Now I’m no child, I fully know right from wrong, but I also I know I want my freedom back. Because of the way the way the world is now ran nowadays, through technology, being able to use a cell phone is the closest way I can seem to get to regaining my freedom, being able to reach out to people.
Collect calls and writing letters is an lost art. No one seems to want to answer letters without being able to email, CDCR knows this, but the one reason they give for not allowing cell phones, we might commit a crime against someone. To me it’s just one more reason or way to keep me from regaining my freedom and away from the outside world as a whole.
Drugs, fighting, people OD’ing, rape, shootings, stabbings, gambling, you name it, I’ve probably seen it. Schools, vocations, self-help groups, people coming in to tutor inmates, friends outside, angle tree, many groups who try, try to ease the darkness for inmates, you name it and I’ve probably seen it, but I’m tired of seeing it all.
In 1992 I committed two robberies on innocent people, I went to prison, as well as I should have, problem was I didn’t learn anything from it, so not longer after I was released I did it again. This time instead of four year sentence I was given two life sentences. Did I deserve to come back, yes! Yes and hell yes!

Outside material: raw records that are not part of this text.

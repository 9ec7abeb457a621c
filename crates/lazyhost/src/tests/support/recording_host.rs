//! Recording client host used in tests.

use std::cell::{Cell, RefCell};
use std::rc::Rc;

use camino::Utf8PathBuf;
use url::Url;

use crate::client_host::ClientHost;

#[derive(Debug, Default)]
struct RecordingState {
    disposals: Cell<usize>,
    resolved: RefCell<Vec<Url>>,
}

/// Test double that records path lookups and teardown.
///
/// Clones share their recordings, so a clone kept by the test observes the
/// instance owned by the deferred cell.
#[derive(Debug, Clone, Default)]
pub struct RecordingClientHost {
    shared: Rc<RecordingState>,
}

impl RecordingClientHost {
    /// Creates a host with empty recordings.
    #[must_use]
    pub fn new() -> Self {
        Self::default()
    }

    /// Number of times the host was disposed.
    #[must_use]
    pub fn dispose_count(&self) -> usize {
        self.shared.disposals.get()
    }

    /// Resources passed to [`ClientHost::to_path`], in call order.
    #[must_use]
    pub fn resolved(&self) -> Vec<Url> {
        self.shared.resolved.borrow().clone()
    }
}

impl ClientHost for RecordingClientHost {
    fn to_path(&self, resource: &Url) -> Option<Utf8PathBuf> {
        self.shared.resolved.borrow_mut().push(resource.clone());
        (resource.scheme() == "file").then(|| Utf8PathBuf::from(resource.path()))
    }

    fn dispose(&self) {
        self.shared.disposals.set(self.shared.disposals.get() + 1);
    }
}
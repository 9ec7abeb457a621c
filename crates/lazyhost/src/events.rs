//! Single-threaded event sources with disposable subscriptions.

use std::cell::RefCell;
use std::fmt;
use std::rc::{Rc, Weak};

use crate::dispose::Disposable;

type Listener<T> = Rc<RefCell<dyn FnMut(&T)>>;

struct Listeners<T> {
    next_id: u64,
    entries: Vec<(u64, Listener<T>)>,
}

impl<T> Listeners<T> {
    fn contains(&self, id: u64) -> bool {
        self.entries.iter().any(|(entry, _)| *entry == id)
    }
}

/// Fans events out to subscribed listeners.
///
/// A subscription ends when it is disposed or dropped.
///
/// Listeners may dispose their own subscription, or any other, while an event
/// is being delivered. A listener removed mid-delivery is not called for the
/// remainder of that event. Re-entrant delivery to a listener that is still
/// running is skipped.
pub struct Emitter<T> {
    listeners: Rc<RefCell<Listeners<T>>>,
}

impl<T: 'static> Emitter<T> {
    /// Creates an emitter without listeners.
    #[must_use]
    pub fn new() -> Self {
        Self {
            listeners: Rc::new(RefCell::new(Listeners {
                next_id: 0,
                entries: Vec::new(),
            })),
        }
    }

    /// Registers `listener` until the returned subscription is disposed.
    #[must_use]
    pub fn subscribe<F>(&self, listener: F) -> Box<dyn Disposable>
    where
        F: FnMut(&T) + 'static,
    {
        let mut listeners = self.listeners.borrow_mut();
        let id = listeners.next_id;
        listeners.next_id += 1;
        let entry: Listener<T> = Rc::new(RefCell::new(listener));
        listeners.entries.push((id, entry));
        Box::new(Subscription {
            id,
            listeners: Rc::downgrade(&self.listeners),
        })
    }

    /// Delivers `event` to every listener subscribed when delivery starts.
    pub fn fire(&self, event: &T) {
        let snapshot: Vec<(u64, Listener<T>)> = self.listeners.borrow().entries.clone();
        for (id, listener) in snapshot {
            if !self.listeners.borrow().contains(id) {
                continue;
            }
            if let Ok(mut callback) = listener.try_borrow_mut() {
                (&mut *callback)(event);
            }
        }
    }

    /// Number of live subscriptions.
    #[must_use]
    pub fn listener_count(&self) -> usize {
        self.listeners.borrow().entries.len()
    }
}

impl<T: 'static> Default for Emitter<T> {
    fn default() -> Self {
        Self::new()
    }
}

impl<T> fmt::Debug for Emitter<T> {
    fn fmt(&self, formatter: &mut fmt::Formatter<'_>) -> fmt::Result {
        formatter
            .debug_struct("Emitter")
            .field("listeners", &self.listeners.borrow().entries.len())
            .finish()
    }
}

struct Subscription<T> {
    id: u64,
    listeners: Weak<RefCell<Listeners<T>>>,
}

impl<T> Disposable for Subscription<T> {
    fn dispose(&mut self) {
        let Some(listeners) = self.listeners.upgrade() else {
            return;
        };
        self.listeners = Weak::new();
        let removed = {
            let mut registered = listeners.borrow_mut();
            let id = self.id;
            registered
                .entries
                .iter()
                .position(|(entry, _)| *entry == id)
                .map(|index| registered.entries.remove(index))
        };
        // The listener may own other subscriptions; release it unborrowed.
        drop(removed);
    }
}

impl<T> Drop for Subscription<T> {
    fn drop(&mut self) {
        self.dispose();
    }
}
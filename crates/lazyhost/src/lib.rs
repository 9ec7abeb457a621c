//! Deferred activation of a language-service client host.
#![deny(missing_docs)]
//!
//! Building the client host is expensive: it spawns and negotiates with an
//! external analysis process. The crate postpones that work until a document
//! the service understands is actually open, then builds the host exactly
//! once. [`DeferredCell`] memoises construction, [`lazily_activate_client`]
//! decides when to force it, and [`DisposableAggregate`] releases everything
//! the gate acquired.
//!
//! Everything here is single-threaded. The asynchronous half of activation
//! runs on any [`futures::task::LocalSpawn`] executor; [`LocalSetSpawner`]
//! adapts a `tokio` `LocalSet`.

mod client_host;
mod controller;
mod deferred;
mod document;
mod dispose;
mod errors;
mod events;
mod language;
mod managed_file;
mod plugins;
mod spawn;
pub mod telemetry;
mod workspace;

pub use client_host::{ClientHost, LazyClientHost, create_lazy_client_host};
pub use controller::{
    ActivationController, ActivationOptions, ActivationOutcome, ActivationState, EditorServices,
    HookFuture, PreActivationHook, immediate_hook, lazily_activate_client,
};
pub use deferred::DeferredCell;
pub use dispose::{Disposable, DisposableAggregate, OnDispose, on_dispose};
pub use document::{DisabledSchemes, DocumentRef, is_supported_document};
pub use errors::{ActivationError, ClientHostError, HookError, PluginError};
pub use events::Emitter;
pub use language::{LanguageDescription, SupportedLanguageSet, standard_language_descriptions};
pub use managed_file::{MANAGED_FILE_CONTEXT_KEY, ManagedFileContext};
pub use plugins::{PluginManifest, PluginRegistry};
pub use spawn::LocalSetSpawner;
pub use workspace::{
    ActiveEditorListener, ActiveEditorTracker, ContextKeys, DocumentListener, Workspace,
};
//! Executors for the asynchronous half of activation.

use std::rc::Rc;

use futures::task::{LocalFutureObj, LocalSpawn, SpawnError};
use tokio::task::LocalSet;

/// Queues activation tasks onto a shared `tokio` [`LocalSet`].
///
/// Queued tasks run the next time the set is driven, for example through
/// [`LocalSet::block_on`] or [`LocalSet::run_until`]. Spawning works from any
/// context, including editor callbacks running outside the set.
#[derive(Debug, Clone)]
pub struct LocalSetSpawner {
    set: Rc<LocalSet>,
}

impl LocalSetSpawner {
    /// Spawns onto `set`.
    #[must_use]
    pub const fn new(set: Rc<LocalSet>) -> Self {
        Self { set }
    }
}

impl LocalSpawn for LocalSetSpawner {
    fn spawn_local_obj(&self, future: LocalFutureObj<'static, ()>) -> Result<(), SpawnError> {
        // Detached; completion is observed through the controller outcome.
        drop(self.set.spawn_local(future));
        Ok(())
    }
}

Let’s say because to the amount of time I was given I sobered up real quick like. I was placed in school, I finished their three tier educational program. Following that I completed six vocational trades, I’ve worked on two major construction crews, learned a lot from that.
I have countless certificates from self-help groups, even wrote and published two books. My typing could use a little more work, but I taught myself this as well. Yet none of this was enough when I went. I went before the parole board.